- Opening Delimiter -

//! Shared registry of provisioned cloud resources.
//!
//! Filled once during startup under the write lock, then read-locked by
//! every publish lookup. Handles are cloned out, so no guard ever lives
//! across an `.await`.

use std::collections::HashMap;

use parking_lot::RwLock;

use crate::bus::{SubscriptionHandle, TopicHandle};

/// Registry of provisioned topics and subscriptions, keyed by wire topic id.
#[derive(Debug, Default)]
pub struct TopicRegistry {
    inner: RwLock<Inner>,
}

#[derive(Debug, Default)]
struct Inner {
    topics: HashMap<String, TopicHandle>,
    subscriptions: HashMap<String, SubscriptionHandle>,
}

impl TopicRegistry {
    /// Create an empty registry.
    #[must_use]
    pub fn new() -> Self {
        Self::default()
    }

    /// Record a provisioned topic under its wire id.
    ///
    /// Registering the same id twice keeps the latest handle; both refer to
    /// the same cloud resource.
    pub fn insert_topic(&self, handle: TopicHandle) {
        self.inner.write().topics.insert(handle.id.clone(), handle);
    }

    /// Record a provisioned subscription under its wire id.
    pub fn insert_subscription(&self, handle: SubscriptionHandle) {
        self.inner
            .write()
            .subscriptions
            .insert(handle.id.clone(), handle);
    }

    /// Look up the topic provisioned under `id`.
    ///
    /// # Errors
    ///
    /// Returns [`RegistryError::UnknownTopic`] if the id was never
    /// provisioned.
    pub fn topic(&self, id: &str) -> Result<TopicHandle, RegistryError> {
        self.inner
            .read()
            .topics
            .get(id)
            .cloned()
            .ok_or_else(|| RegistryError::UnknownTopic(id.to_string()))
    }

    /// Look up the subscription provisioned under `id`.
    ///
    /// # Errors
    ///
    /// Returns [`RegistryError::UnknownSubscription`] if the id was never
    /// provisioned.
    pub fn subscription(&self, id: &str) -> Result<SubscriptionHandle, RegistryError> {
        self.inner
            .read()
            .subscriptions
            .get(id)
            .cloned()
            .ok_or_else(|| RegistryError::UnknownSubscription(id.to_string()))
    }

    /// Snapshot of every provisioned topic id, sorted for deterministic
    /// iteration.
    #[must_use]
    pub fn topic_ids(&self) -> Vec<String> {
        let mut ids: Vec<String> = self.inner.read().topics.keys().cloned().collect();
        ids.sort();
        ids
    }

    /// Snapshot of every provisioned subscription, sorted by wire id.
    #[must_use]
    pub fn subscriptions(&self) -> Vec<SubscriptionHandle> {
        let mut subs: Vec<SubscriptionHandle> =
            self.inner.read().subscriptions.values().cloned().collect();
        subs.sort_by(|a, b| a.id.cmp(&b.id));
        subs
    }
}

/// Errors from registry lookups.
#[derive(Debug, Clone, thiserror::Error)]
pub enum RegistryError {
    /// No topic provisioned under this wire id
    #[error("topic not registered: {0}")]
    UnknownTopic(String),
    /// No subscription provisioned under this wire id
    #[error("subscription not registered: {0}")]
    UnknownSubscription(String),
}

- Closing Delimiter -

Exercise directions
Retype all of the entries precisely as they are.

Output below
//! Shared registry of provisioned cloud resources.
//!
//! Filled once during startup under the write lock, then read-locked by
//! every publish lookup. Handles are cloned out, so no guard ever lives
//! across an `.await`.

use std::collections::HashMap;

use parking_lot::RwLock;

use crate::bus::{SubscriptionHandle, TopicHandle};

/// Registry of provisioned topics and subscriptions, keyed by wire topic id.
#[derive(Debug, Default)]
pub struct TopicRegistry {
    inner: RwLock<Inner>,
}

#[derive(Debug, Default)]
struct Inner {
    topics: HashMap<String, TopicHandle>,
    subscriptions: HashMap<String, SubscriptionHandle>,
}

impl TopicRegistry {
    /// Create an empty registry.
    #[must_use]
    pub fn new() -> Self {
        Self::default()
    }

    /// Record a provisioned topic under its wire id.
    ///
    /// Registering the same id twice keeps the latest handle; both refer to
    /// the same cloud resource.
    pub fn insert_topic(&self, handle: TopicHandle) {
        self.inner.write().topics.insert(handle.id.clone(), handle);
    }

    /// Record a provisioned subscription under its wire id.
    pub fn insert_subscription(&self, handle: SubscriptionHandle) {
        self.inner
            .write()
            .subscriptions
            .insert(handle.id.clone(), handle);
    }

    /// Look up the topic provisioned under `id`.
    ///
    /// # Errors
    ///
    /// Returns [`RegistryError::UnknownTopic`] if the id was never
    /// provisioned.
    pub fn topic(&self, id: &str) -> Result<TopicHandle, RegistryError> {
        self.inner
            .read()
            .topics
            .get(id)
            .cloned()
            .ok_or_else(|| RegistryError::UnknownTopic(id.to_string()))
    }

    /// Look up the subscription provisioned under `id`.
    ///
    /// # Errors
    ///
    /// Returns [`RegistryError::UnknownSubscription`] if the id was never
    /// provisioned.
    pub fn subscription(&self, id: &str) -> Result<SubscriptionHandle, RegistryError> {
        self.inner
            .read()
            .subscriptions
            .get(id)
            .cloned()
            .ok_or_else(|| RegistryError::UnknownSubscription(id.to_string()))
    }

    /// Snapshot of every provisioned topic id, sorted for deterministic
    /// iteration.
    #[must_use]
    pub fn topic_ids(&self) -> Vec<String> {
        let mut ids: Vec<String> = self.inner.read().topics.keys().cloned().collect();
        ids.sort();
        ids
    }

    /// Snapshot of every provisioned subscription, sorted by wire id.
    #[must_use]
    pub fn subscriptions(&self) -> Vec<SubscriptionHandle> {
        let mut subs: Vec<SubscriptionHandle> =
            self.inner.read().subscriptions.values().cloned().collect();
        subs.sort_by(|a, b| a.id.cmp(&b.id));
        subs
    }
}

/// Errors from registry lookups.
#[derive(Debug, Clone, thiserror::Error)]
pub enum RegistryError {
    /// No topic provisioned under this wire id
    #[error("topic not registered: {0}")]
    UnknownTopic(String),
    /// No subscription provisioned under this wire id
    #[error("subscription not registered: {0}")]
    UnknownSubscription(String),
}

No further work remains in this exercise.